(INPUT DATA begins)

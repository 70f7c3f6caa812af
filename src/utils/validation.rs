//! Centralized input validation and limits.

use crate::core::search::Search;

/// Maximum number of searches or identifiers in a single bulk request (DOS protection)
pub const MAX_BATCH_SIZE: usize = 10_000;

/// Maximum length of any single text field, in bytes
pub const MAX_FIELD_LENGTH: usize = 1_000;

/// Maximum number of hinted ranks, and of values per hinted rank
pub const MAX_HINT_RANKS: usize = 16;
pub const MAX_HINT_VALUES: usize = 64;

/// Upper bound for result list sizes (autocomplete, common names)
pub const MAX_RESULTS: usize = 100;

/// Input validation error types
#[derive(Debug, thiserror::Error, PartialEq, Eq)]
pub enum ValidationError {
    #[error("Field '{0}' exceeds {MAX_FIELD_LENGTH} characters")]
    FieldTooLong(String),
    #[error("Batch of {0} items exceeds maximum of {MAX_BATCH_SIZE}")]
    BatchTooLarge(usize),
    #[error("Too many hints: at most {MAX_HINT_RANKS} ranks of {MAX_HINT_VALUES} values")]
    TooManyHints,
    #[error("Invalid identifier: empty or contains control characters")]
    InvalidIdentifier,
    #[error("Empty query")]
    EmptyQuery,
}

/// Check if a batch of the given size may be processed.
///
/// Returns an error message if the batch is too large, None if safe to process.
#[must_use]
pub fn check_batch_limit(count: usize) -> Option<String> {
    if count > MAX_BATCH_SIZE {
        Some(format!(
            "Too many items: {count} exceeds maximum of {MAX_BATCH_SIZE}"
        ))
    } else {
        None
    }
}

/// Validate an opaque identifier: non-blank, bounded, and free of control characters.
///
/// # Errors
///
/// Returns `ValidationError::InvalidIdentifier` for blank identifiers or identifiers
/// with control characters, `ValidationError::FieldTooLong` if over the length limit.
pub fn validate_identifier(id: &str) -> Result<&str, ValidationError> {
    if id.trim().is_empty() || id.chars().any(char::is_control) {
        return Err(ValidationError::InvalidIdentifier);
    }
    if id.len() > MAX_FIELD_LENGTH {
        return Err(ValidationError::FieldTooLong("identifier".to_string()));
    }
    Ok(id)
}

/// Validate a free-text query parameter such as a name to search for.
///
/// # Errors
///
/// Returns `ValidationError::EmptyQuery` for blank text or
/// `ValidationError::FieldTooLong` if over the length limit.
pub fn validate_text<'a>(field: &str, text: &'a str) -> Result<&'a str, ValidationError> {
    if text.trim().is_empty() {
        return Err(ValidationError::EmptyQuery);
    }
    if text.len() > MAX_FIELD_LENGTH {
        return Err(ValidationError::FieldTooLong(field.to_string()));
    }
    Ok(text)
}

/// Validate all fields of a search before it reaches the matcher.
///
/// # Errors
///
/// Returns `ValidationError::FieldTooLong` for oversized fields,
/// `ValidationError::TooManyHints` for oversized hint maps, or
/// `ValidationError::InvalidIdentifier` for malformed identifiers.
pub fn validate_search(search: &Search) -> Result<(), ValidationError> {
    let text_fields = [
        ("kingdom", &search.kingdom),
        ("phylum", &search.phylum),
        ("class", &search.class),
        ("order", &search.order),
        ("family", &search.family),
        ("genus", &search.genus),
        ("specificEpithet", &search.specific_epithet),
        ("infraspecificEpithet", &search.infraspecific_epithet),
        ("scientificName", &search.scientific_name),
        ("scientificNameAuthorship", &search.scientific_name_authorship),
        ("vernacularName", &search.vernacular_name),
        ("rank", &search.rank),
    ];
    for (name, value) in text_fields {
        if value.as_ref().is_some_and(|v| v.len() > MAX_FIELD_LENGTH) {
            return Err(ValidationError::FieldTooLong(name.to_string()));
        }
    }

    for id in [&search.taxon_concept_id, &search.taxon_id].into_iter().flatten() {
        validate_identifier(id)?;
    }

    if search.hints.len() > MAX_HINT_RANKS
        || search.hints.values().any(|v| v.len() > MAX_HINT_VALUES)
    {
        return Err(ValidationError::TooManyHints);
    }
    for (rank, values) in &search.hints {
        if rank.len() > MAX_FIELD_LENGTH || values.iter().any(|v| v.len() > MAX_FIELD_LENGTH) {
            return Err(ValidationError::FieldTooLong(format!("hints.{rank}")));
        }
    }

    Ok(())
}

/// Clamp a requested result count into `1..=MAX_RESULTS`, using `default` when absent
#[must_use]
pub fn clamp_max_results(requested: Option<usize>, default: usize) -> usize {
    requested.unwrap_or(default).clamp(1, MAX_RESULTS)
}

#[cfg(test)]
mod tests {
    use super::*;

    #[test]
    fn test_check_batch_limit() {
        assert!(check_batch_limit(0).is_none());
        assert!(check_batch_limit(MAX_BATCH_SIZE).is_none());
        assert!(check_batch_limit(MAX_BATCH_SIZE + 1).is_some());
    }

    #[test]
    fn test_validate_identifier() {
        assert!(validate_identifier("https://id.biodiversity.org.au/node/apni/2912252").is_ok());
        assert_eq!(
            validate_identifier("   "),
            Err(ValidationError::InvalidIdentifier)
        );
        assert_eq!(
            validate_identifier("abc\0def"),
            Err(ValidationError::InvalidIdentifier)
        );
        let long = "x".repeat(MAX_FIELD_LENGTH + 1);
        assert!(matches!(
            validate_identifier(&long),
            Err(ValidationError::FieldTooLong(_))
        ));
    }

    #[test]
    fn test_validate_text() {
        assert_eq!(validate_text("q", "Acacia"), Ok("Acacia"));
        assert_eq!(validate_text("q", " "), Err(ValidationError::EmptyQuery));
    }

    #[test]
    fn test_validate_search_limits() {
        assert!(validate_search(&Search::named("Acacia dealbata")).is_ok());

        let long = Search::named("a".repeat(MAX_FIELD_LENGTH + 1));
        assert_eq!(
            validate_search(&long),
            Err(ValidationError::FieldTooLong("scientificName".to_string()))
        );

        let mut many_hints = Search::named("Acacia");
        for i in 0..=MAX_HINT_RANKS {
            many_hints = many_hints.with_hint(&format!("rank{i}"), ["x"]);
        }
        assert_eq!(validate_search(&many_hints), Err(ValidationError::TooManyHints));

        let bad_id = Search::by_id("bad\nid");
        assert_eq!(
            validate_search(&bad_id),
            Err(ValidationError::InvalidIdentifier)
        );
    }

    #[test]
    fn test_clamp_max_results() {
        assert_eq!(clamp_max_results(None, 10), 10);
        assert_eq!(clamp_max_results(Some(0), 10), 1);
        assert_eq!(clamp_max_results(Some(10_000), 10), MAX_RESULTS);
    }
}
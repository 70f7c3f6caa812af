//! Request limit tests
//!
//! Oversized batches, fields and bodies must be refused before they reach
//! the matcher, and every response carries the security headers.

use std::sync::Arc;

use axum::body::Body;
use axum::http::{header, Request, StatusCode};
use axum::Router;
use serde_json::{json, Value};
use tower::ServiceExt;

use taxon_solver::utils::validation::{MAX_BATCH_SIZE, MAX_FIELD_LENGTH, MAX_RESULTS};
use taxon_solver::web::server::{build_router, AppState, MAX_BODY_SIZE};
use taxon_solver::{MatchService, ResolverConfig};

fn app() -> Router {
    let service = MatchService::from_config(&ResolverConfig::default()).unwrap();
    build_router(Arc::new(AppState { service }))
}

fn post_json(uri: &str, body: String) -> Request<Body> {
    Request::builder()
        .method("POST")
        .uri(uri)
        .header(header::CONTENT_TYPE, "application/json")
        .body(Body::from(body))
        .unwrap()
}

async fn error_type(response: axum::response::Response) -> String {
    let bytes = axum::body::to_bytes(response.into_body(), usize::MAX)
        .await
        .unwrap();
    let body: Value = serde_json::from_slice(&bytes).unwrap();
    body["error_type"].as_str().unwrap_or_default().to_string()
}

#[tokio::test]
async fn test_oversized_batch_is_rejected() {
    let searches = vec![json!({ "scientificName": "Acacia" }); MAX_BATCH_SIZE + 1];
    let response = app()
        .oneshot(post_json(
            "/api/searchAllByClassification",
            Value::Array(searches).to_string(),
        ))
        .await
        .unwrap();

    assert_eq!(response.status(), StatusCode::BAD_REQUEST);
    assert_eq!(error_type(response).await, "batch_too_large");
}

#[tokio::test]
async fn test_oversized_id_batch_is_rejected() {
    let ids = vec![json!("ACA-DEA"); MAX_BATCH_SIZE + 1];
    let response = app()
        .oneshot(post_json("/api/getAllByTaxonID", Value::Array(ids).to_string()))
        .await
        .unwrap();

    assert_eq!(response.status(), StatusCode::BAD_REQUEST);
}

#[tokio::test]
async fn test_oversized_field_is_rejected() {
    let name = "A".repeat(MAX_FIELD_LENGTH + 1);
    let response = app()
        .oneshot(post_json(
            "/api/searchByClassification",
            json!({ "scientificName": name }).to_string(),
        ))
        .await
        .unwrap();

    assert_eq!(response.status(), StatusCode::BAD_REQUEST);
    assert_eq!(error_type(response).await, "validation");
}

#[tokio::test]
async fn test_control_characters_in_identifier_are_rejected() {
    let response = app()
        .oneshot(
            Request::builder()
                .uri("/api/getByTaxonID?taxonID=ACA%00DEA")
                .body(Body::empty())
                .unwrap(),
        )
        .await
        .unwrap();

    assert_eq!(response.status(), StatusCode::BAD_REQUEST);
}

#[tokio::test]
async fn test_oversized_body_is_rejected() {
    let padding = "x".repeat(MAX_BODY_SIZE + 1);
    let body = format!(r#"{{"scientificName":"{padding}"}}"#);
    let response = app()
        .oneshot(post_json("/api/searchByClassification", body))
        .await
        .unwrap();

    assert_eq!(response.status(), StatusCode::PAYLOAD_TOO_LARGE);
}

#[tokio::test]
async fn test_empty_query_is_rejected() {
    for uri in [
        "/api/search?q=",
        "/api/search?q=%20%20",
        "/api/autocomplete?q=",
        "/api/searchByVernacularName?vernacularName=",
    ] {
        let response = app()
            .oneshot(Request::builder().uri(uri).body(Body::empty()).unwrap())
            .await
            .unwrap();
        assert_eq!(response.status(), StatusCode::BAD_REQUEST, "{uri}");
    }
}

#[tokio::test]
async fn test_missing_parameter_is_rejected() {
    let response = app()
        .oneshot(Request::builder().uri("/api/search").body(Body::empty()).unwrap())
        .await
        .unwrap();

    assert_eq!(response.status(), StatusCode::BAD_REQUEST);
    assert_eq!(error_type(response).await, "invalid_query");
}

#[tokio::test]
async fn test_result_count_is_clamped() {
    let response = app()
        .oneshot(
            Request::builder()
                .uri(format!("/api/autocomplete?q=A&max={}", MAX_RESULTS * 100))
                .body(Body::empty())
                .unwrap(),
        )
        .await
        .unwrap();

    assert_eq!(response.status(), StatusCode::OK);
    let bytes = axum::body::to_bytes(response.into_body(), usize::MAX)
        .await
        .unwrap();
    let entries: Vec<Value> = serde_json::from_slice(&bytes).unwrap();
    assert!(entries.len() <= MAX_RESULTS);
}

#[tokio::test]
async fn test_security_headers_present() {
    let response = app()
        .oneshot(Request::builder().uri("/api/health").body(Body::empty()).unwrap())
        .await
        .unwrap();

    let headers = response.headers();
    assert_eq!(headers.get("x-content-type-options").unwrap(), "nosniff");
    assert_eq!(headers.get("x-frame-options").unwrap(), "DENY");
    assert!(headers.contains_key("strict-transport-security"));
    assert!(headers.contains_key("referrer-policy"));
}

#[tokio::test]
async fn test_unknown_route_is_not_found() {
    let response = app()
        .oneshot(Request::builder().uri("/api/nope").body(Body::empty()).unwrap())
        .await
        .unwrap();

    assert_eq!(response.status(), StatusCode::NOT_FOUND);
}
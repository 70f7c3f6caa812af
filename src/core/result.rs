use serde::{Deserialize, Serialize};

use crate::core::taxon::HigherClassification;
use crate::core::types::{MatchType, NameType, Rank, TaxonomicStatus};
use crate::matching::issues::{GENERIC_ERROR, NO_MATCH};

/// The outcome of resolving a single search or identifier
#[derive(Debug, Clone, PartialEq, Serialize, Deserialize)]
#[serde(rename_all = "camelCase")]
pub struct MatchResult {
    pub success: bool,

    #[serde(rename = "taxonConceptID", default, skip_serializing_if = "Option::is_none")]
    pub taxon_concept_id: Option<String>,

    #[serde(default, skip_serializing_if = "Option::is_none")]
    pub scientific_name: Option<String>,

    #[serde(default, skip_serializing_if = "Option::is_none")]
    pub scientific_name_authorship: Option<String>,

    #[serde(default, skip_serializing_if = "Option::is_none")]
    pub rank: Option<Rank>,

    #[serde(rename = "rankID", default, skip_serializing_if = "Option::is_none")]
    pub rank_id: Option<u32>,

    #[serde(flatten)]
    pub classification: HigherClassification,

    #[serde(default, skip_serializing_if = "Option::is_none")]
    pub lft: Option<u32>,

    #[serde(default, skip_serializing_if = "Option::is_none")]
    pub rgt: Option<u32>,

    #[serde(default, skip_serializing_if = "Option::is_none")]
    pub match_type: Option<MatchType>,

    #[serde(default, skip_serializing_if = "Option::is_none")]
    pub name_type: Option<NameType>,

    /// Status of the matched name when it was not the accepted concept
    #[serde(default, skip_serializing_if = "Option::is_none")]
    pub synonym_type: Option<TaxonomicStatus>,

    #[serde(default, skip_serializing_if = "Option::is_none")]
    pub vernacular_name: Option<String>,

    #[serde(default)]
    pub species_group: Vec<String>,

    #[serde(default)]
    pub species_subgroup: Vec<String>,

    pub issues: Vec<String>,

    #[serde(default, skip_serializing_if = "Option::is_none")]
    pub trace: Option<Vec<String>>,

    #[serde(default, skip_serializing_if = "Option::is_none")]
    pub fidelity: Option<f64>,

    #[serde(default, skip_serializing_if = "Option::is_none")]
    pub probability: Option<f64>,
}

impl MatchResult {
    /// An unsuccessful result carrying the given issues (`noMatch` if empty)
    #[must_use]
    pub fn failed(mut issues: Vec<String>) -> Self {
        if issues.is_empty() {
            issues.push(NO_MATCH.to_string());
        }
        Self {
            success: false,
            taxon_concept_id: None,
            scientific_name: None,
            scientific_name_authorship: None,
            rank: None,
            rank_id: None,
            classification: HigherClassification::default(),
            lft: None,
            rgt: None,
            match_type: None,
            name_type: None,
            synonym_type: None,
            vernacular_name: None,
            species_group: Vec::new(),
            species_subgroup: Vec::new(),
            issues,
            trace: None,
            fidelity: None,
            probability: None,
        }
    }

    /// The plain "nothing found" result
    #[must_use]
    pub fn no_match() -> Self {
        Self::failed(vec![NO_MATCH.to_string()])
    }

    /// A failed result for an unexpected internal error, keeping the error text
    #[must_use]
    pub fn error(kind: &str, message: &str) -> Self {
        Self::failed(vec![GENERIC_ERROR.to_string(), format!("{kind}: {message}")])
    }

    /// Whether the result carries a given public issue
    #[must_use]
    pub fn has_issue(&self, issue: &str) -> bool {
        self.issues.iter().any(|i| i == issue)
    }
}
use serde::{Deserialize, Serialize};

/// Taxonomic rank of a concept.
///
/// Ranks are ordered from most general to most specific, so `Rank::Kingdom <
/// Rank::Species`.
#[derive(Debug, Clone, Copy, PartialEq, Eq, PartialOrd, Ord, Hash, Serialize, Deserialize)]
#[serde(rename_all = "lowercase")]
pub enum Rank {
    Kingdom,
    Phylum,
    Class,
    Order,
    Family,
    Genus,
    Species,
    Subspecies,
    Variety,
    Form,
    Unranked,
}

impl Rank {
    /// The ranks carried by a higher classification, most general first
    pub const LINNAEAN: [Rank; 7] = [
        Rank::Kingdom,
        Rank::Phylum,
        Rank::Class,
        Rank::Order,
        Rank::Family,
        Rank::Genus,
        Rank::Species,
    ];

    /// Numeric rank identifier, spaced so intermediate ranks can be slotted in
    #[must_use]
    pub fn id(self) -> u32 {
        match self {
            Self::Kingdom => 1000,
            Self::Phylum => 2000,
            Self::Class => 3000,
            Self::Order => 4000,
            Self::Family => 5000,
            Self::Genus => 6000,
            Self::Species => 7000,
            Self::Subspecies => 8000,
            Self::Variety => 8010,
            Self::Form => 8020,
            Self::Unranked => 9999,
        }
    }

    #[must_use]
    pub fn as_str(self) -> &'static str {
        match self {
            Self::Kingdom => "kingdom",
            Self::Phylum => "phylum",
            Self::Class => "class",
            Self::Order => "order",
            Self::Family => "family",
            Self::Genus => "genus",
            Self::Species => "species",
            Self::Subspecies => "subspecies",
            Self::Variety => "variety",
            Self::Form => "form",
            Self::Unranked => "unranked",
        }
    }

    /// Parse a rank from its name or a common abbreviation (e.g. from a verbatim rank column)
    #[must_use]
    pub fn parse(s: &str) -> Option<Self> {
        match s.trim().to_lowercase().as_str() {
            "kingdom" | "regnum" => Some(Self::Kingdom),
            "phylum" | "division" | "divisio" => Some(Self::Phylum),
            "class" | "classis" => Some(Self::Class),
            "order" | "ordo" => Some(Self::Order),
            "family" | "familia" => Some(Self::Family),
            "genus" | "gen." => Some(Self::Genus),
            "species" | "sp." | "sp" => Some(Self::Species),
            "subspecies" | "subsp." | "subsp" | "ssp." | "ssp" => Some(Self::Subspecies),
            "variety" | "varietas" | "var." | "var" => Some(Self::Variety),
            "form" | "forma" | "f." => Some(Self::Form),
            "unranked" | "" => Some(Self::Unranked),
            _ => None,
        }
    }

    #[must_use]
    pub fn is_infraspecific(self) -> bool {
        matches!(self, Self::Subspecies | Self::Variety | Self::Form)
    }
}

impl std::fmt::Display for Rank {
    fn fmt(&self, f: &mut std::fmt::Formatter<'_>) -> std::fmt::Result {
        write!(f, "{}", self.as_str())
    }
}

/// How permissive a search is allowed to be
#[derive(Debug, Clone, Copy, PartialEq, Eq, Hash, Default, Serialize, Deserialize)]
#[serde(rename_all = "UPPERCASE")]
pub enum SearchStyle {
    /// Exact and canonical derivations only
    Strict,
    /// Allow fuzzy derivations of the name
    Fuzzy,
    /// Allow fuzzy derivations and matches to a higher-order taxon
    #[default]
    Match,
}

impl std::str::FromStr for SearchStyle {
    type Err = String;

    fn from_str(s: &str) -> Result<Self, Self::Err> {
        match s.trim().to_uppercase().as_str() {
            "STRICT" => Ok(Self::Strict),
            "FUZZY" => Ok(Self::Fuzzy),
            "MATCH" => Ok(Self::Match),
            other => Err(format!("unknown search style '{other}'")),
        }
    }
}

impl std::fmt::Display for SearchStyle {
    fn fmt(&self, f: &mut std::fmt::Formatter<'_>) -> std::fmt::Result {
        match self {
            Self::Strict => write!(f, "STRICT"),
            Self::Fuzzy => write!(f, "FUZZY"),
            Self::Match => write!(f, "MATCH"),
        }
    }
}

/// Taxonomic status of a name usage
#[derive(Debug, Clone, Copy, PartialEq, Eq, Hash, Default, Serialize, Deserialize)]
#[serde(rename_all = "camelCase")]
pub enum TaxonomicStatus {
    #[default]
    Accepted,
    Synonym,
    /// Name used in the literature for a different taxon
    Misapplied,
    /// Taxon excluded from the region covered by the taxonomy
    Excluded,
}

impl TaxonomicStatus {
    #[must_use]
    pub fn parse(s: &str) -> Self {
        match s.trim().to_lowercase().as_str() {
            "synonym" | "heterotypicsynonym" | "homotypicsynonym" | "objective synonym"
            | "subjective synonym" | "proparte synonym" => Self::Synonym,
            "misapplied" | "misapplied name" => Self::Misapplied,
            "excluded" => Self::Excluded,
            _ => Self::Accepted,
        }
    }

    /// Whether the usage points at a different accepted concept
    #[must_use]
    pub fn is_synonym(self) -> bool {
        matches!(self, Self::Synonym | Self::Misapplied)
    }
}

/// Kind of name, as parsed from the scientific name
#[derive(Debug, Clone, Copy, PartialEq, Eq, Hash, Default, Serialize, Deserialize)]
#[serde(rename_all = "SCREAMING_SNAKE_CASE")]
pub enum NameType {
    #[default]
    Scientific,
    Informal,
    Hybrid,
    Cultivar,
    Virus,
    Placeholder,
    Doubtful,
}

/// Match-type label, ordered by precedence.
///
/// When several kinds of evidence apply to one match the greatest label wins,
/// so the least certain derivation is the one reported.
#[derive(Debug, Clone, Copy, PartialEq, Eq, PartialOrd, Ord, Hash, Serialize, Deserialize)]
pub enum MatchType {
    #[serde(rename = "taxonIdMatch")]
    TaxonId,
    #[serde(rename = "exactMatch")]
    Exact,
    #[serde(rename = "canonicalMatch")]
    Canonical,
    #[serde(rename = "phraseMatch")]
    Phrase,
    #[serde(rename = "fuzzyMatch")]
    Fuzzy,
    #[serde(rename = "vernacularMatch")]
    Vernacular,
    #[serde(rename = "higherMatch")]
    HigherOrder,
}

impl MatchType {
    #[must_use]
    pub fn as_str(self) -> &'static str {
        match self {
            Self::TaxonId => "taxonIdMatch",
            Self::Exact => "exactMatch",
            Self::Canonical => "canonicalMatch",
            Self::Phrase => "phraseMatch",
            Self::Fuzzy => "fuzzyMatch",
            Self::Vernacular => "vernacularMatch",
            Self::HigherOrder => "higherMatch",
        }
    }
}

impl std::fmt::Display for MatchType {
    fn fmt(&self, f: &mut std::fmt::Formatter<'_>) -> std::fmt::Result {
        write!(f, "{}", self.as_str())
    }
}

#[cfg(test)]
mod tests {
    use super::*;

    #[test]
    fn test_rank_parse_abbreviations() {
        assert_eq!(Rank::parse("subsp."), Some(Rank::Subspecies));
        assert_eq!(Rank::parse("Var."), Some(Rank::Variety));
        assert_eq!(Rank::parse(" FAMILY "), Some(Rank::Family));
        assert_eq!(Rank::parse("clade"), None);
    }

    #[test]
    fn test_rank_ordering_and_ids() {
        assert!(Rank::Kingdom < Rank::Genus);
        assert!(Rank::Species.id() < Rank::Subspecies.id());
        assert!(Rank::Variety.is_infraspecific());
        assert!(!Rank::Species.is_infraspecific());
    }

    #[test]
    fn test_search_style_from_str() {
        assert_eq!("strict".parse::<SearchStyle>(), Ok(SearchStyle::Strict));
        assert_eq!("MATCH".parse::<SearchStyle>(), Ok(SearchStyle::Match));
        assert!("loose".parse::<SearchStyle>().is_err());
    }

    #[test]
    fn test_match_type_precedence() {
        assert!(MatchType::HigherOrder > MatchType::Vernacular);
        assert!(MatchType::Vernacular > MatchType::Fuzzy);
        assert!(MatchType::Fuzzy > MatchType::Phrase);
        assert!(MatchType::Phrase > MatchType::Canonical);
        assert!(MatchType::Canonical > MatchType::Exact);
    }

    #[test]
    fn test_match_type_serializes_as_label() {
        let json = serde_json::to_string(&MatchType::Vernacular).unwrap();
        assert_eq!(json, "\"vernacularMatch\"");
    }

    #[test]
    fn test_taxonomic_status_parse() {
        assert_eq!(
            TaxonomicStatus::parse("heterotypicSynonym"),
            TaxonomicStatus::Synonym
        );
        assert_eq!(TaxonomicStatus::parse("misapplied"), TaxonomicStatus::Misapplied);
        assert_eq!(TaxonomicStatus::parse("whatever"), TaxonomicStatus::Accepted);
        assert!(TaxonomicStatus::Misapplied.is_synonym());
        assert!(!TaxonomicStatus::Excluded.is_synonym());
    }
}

(INPUT DATA ends)

For the string "entries", filter the data and copy out each line where it occurs.

    let entries: Vec<Value> = serde_json::from_slice(&bytes).unwrap();
    assert!(entries.len() <= MAX_RESULTS);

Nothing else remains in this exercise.